What you need to do -
This task calls for copying every line in the data below that contains the word "MessageOutcome".

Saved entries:
Start of Block

//! Events delivered by the host and what handling them produced.

use std::fmt;

use offline_cache::CacheStatus;
use offline_core::{FetchRequest, FetchResponse, WorkerConfig};
use serde::{Deserialize, Serialize};

/// Kind of lifecycle event.
#[derive(Debug, Clone, Copy, PartialEq, Eq, Hash)]
pub enum EventKind {
    Install,
    Activate,
    Fetch,
    Message,
    Sync,
}

impl EventKind {
    /// Event type name as the host spells it.
    pub fn as_str(&self) -> &'static str {
        match self {
            Self::Install => "install",
            Self::Activate => "activate",
            Self::Fetch => "fetch",
            Self::Message => "message",
            Self::Sync => "sync",
        }
    }
}

impl fmt::Display for EventKind {
    fn fmt(&self, f: &mut fmt::Formatter<'_>) -> fmt::Result {
        f.write_str(self.as_str())
    }
}

/// An event dispatched to the worker.
#[derive(Debug, Clone)]
pub enum WorkerEvent {
    /// A new version was registered.
    Install,
    /// This version is taking control.
    Activate,
    /// A controlled page issued a request.
    Fetch(FetchRequest),
    /// Application code posted a message.
    Message(serde_json::Value),
    /// A background sync opportunity arrived for a tag.
    Sync { tag: String },
}

impl WorkerEvent {
    /// The event kind.
    pub fn kind(&self) -> EventKind {
        match self {
            Self::Install => EventKind::Install,
            Self::Activate => EventKind::Activate,
            Self::Fetch(_) => EventKind::Fetch,
            Self::Message(_) => EventKind::Message,
            Self::Sync { .. } => EventKind::Sync,
        }
    }
}

/// Commands accepted over the message channel, selected by `type`.
#[derive(Debug, Clone, Copy, PartialEq, Eq, Serialize, Deserialize)]
#[serde(tag = "type", rename_all = "SCREAMING_SNAKE_CASE")]
pub enum WorkerCommand {
    /// Activate immediately.
    SkipWaiting,
    /// Delete every cache namespace.
    ClearCache,
}

impl WorkerCommand {
    /// Parse a message payload. Anything without a known `type` is `None`.
    pub fn parse(payload: &serde_json::Value) -> Option<Self> {
        serde_json::from_value(payload.clone()).ok()
    }
}

/// Result of a successful install.
#[derive(Debug, Clone, Default, PartialEq, Eq, Serialize)]
pub struct InstallReport {
    /// Namespace the assets went into.
    pub namespace: String,
    /// URLs stored.
    pub cached: Vec<String>,
    /// URLs skipped (best-effort installs only).
    pub failed: Vec<String>,
}

/// Result of activation cleanup.
#[derive(Debug, Clone, Default, PartialEq, Eq, Serialize)]
pub struct ActivationReport {
    /// Stale namespaces removed.
    pub deleted: Vec<String>,
    /// Current namespaces kept.
    pub retained: Vec<String>,
    /// Stale namespaces whose deletion failed.
    pub failed: Vec<String>,
}

/// Why a request was left to the host.
#[derive(Debug, Clone, Copy, PartialEq, Eq, Serialize)]
#[serde(rename_all = "lowercase")]
pub enum PassthroughReason {
    /// Not a GET.
    Method,
    /// Backend traffic.
    Excluded,
}

impl PassthroughReason {
    /// Why `request` would be left to the host under `config`, if it would.
    pub fn for_request(config: &WorkerConfig, request: &FetchRequest) -> Option<Self> {
        if !request.is_get() {
            Some(Self::Method)
        } else if config.is_excluded(&request.url) {
            Some(Self::Excluded)
        } else {
            None
        }
    }
}

/// What the fetch handler decided.
#[derive(Debug, Clone, PartialEq)]
pub enum FetchOutcome {
    /// Do not intercept; the request proceeds as if uncontrolled.
    Passthrough(PassthroughReason),
    /// Respond with this response.
    Respond {
        response: FetchResponse,
        status: CacheStatus,
    },
    /// Intercepted but nothing to respond with; the page sees a network error.
    Unavailable,
}

impl FetchOutcome {
    /// How the request was answered.
    pub fn status(&self) -> CacheStatus {
        match self {
            Self::Passthrough(_) => CacheStatus::Bypass,
            Self::Respond { status, .. } => *status,
            Self::Unavailable => CacheStatus::Miss,
        }
    }

    /// The response, if the worker responded with one.
    pub fn response(&self) -> Option<&FetchResponse> {
        match self {
            Self::Respond { response, .. } => Some(response),
            _ => None,
        }
    }

    /// Take the response, if any.
    pub fn into_response(self) -> Option<FetchResponse> {
        match self {
            Self::Respond { response, .. } => Some(response),
            _ => None,
        }
    }
}

/// Result of a message command.
#[derive(Debug, Clone, PartialEq, Eq)]
pub enum MessageOutcome {
    /// `SKIP_WAITING` forwarded to the host.
    SkippedWaiting,
    /// `CLEAR_CACHE` removed these namespaces.
    ClearedCache { deleted: Vec<String> },
    /// Unknown or malformed payload.
    Ignored,
}

/// Result of a background sync event.
#[derive(Debug, Clone, Copy, PartialEq, Eq)]
pub enum SyncOutcome {
    /// The routine for the tag completed.
    Completed,
    /// The tag is not handled by this worker.
    Ignored,
}

/// Outcome of a dispatched event.
#[derive(Debug, Clone, PartialEq)]
pub enum EventOutcome {
    Installed(InstallReport),
    Activated(ActivationReport),
    Fetch(FetchOutcome),
    Message(MessageOutcome),
    Sync(SyncOutcome),
}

End of Block

Response for this exercise -
pub enum MessageOutcome {
    Message(MessageOutcome),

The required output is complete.